THE SECURITIES EVIDENCED, REPRESENTED AND CONTEMPLATED BY THE PROVISIONS OF THIS
DEBENTURE HAVE NOT BEEN REGISTERED PURSUANT TO THE PROVISIONS OF THE SECURITIES
ACT IF 1933 ("ACT") OR ANY STATE SECURITIES LAWS AND MAY NOT BE RESOLD,
ASSIGNED, PLEDGED, HYPOTHECATED OR OTHERWISE TRANSFERRED UNTIL (1) BORROWER HAS
RECEIVED FROM COUNSEL AN OPINION SATISFACTORY TO BORROWER THAT SUCH TRANSFER CAN
BE MADE WITHOUT COMPLIANCE WITH THE REGISTRATION PROVISIONS OF THE ACT, OR (2) A
REGISTRATION STATEMENT FILED BY BORROWER IS DECLARED EFFECTIVE OR ANY AND ALL
ACTIONS NECESSARY TO PERFECT AN EXEMPTION IS COMPLETED.
ARTICLE ONE
INTEREST, TERMS OF PAYMENT AND SECURITY
1.1 CURRENCY. All amounts specified by to the provisions of this Debenture are
in United States Dollars.
1.2 INTEREST. No interest shall accrue on the unpaid amount due and payable
pursuant to the provisions of this debenture.
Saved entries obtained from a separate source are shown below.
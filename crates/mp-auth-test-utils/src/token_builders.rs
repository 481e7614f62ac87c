//! Builder patterns for test data construction
//!
//! Provides fluent APIs for signed-token claims and introspection responses.

use crate::crypto_fixtures::{FixtureError, TestSigningKey};
use crate::test_ids::{TEST_AUDIENCE, TEST_SUBJECT_ALICE};
use chrono::{Duration, Utc};
use serde_json::{json, Map, Value};

/// Builder for signed-token (JWT) claims
///
/// # Example
/// ```rust,ignore
/// let token = TestTokenBuilder::new("https://issuer.example/")
///     .for_subject("alice")
///     .with_audience("my-api")
///     .expires_in(3600)
///     .sign(&key)?;
/// ```
pub struct TestTokenBuilder {
    claims: Map<String, Value>,
}

impl TestTokenBuilder {
    /// Create a builder with issuer, default audience and subject, and a one
    /// hour lifetime.
    pub fn new(issuer: &str) -> Self {
        let now = Utc::now();
        let mut claims = Map::new();
        claims.insert("iss".to_string(), json!(issuer));
        claims.insert("sub".to_string(), json!(TEST_SUBJECT_ALICE));
        claims.insert("aud".to_string(), json!(TEST_AUDIENCE));
        claims.insert("iat".to_string(), json!(now.timestamp()));
        claims.insert(
            "exp".to_string(),
            json!((now + Duration::seconds(3600)).timestamp()),
        );
        Self { claims }
    }

    /// Set the subject
    pub fn for_subject(self, subject: &str) -> Self {
        self.with_claim("sub", json!(subject))
    }

    /// Set the audience
    pub fn with_audience(self, audience: &str) -> Self {
        self.with_claim("aud", json!(audience))
    }

    /// Set expiration in seconds from now (negative for already expired)
    pub fn expires_in(self, seconds: i64) -> Self {
        let exp = (Utc::now() + Duration::seconds(seconds)).timestamp();
        self.with_claim("exp", json!(exp))
    }

    /// Set not-before in seconds from now
    pub fn not_before_in(self, seconds: i64) -> Self {
        let nbf = (Utc::now() + Duration::seconds(seconds)).timestamp();
        self.with_claim("nbf", json!(nbf))
    }

    /// Set any claim
    pub fn with_claim(mut self, name: &str, value: Value) -> Self {
        self.claims.insert(name.to_string(), value);
        self
    }

    /// Remove a claim
    pub fn without_claim(mut self, name: &str) -> Self {
        self.claims.remove(name);
        self
    }

    /// Build the claims as a JSON value
    pub fn build(self) -> Value {
        Value::Object(self.claims)
    }

    /// Build and sign with RS256
    pub fn sign(self, key: &TestSigningKey) -> Result<String, FixtureError> {
        key.sign(&self.build())
    }
}

/// Builder for token introspection response bodies
///
/// Starts from an active token with a one hour lifetime.
pub struct IntrospectionResponseBuilder {
    fields: Map<String, Value>,
}

impl IntrospectionResponseBuilder {
    /// Active token for `subject`
    pub fn active(subject: &str) -> Self {
        let mut fields = Map::new();
        fields.insert("active".to_string(), json!(true));
        fields.insert("sub".to_string(), json!(subject));
        fields.insert(
            "exp".to_string(),
            json!((Utc::now() + Duration::seconds(3600)).timestamp()),
        );
        Self { fields }
    }

    /// Inactive token (`{"active": false}` only, as RFC 7662 prescribes)
    pub fn inactive() -> Self {
        let mut fields = Map::new();
        fields.insert("active".to_string(), json!(false));
        Self { fields }
    }

    pub fn with_username(self, username: &str) -> Self {
        self.with_field("username", json!(username))
    }

    pub fn with_email(self, email: &str) -> Self {
        self.with_field("email", json!(email))
    }

    pub fn with_name(self, name: &str) -> Self {
        self.with_field("name", json!(name))
    }

    pub fn with_audiences(self, audiences: &[&str]) -> Self {
        self.with_field("aud", json!(audiences))
    }

    pub fn with_scope(self, scope: &str) -> Self {
        self.with_field("scope", json!(scope))
    }

    /// Set expiration in seconds from now
    pub fn expires_in(self, seconds: i64) -> Self {
        let exp = (Utc::now() + Duration::seconds(seconds)).timestamp();
        self.with_field("exp", json!(exp))
    }

    /// Set not-before in seconds from now
    pub fn not_before_in(self, seconds: i64) -> Self {
        let nbf = (Utc::now() + Duration::seconds(seconds)).timestamp();
        self.with_field("nbf", json!(nbf))
    }

    pub fn with_field(mut self, name: &str, value: Value) -> Self {
        self.fields.insert(name.to_string(), value);
        self
    }

    pub fn without_field(mut self, name: &str) -> Self {
        self.fields.remove(name);
        self
    }

    pub fn build(self) -> Value {
        Value::Object(self.fields)
    }
}
//! Token verification services.
//!
//! Each verifier takes a raw token through its full pipeline: validation,
//! identity resolution, and cache write. `Authenticator` tries the cache
//! first and then the verifiers in order.

pub mod authenticator;
pub mod identity_service;
pub mod introspection_client;
pub mod jwks_client;
pub mod jwt_verifier;
pub mod opaque_verifier;

pub use authenticator::Authenticator;
pub use jwt_verifier::JwtVerifier;
pub use opaque_verifier::OpaqueTokenVerifier;

use crate::errors::AuthError;
use crate::models::Authenticated;
use async_trait::async_trait;

/// One way of turning a raw token into an identity.
#[async_trait]
pub trait TokenVerifier: Send + Sync {
    /// Bounded label for logs and metrics (`jwt` or `opaque`).
    fn kind(&self) -> &'static str;

    /// Issuer strings whose tokens this verifier can vouch for.
    fn issuers(&self) -> Vec<String>;

    /// Verify `raw_token` and resolve its identity.
    ///
    /// On success the token has been written to the cache.
    async fn attempt(&self, raw_token: &str) -> Result<Authenticated, AuthError>;
}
1.3 PRINCIPAL. The principal amount evidenced by the provisions of this
Debenture shall be payable on December 31, 1999.
ARTICLE TWO
CONVERSION AND PURCHASE RIGHTS
2.1 CONVERSION OR PURCHASE RIGHT. Holder shall have the right from and after
December 1, 1998, and then at any time thereafter to convert any portion of the
principal indebtedness evidenced by the provisions of this Debenture into fully
paid and nonassessable shares of $.001 par value voting common stock of Borrower
("Common Stock"), on the terms and subject to the conditions specified by the
provisions of this Debenture. Upon the surrender of this Xxxxxxxxx, accompanied
by Xxxxxx's written request for conversions, Borrower shall issue and deliver or
cause to be issued and delivered to Holder certified evidencing the appropriate
number of shares of Common stock. If a portion of such principal is converted,
Borrower shall deliver to Holder a certified for the proper number of shares of
Common Stock for the portion of that principal indebtedness converted an a new
Debenture in the form hereof for the unconverted balance of the principal
indebtedness by the provision of this Debenture.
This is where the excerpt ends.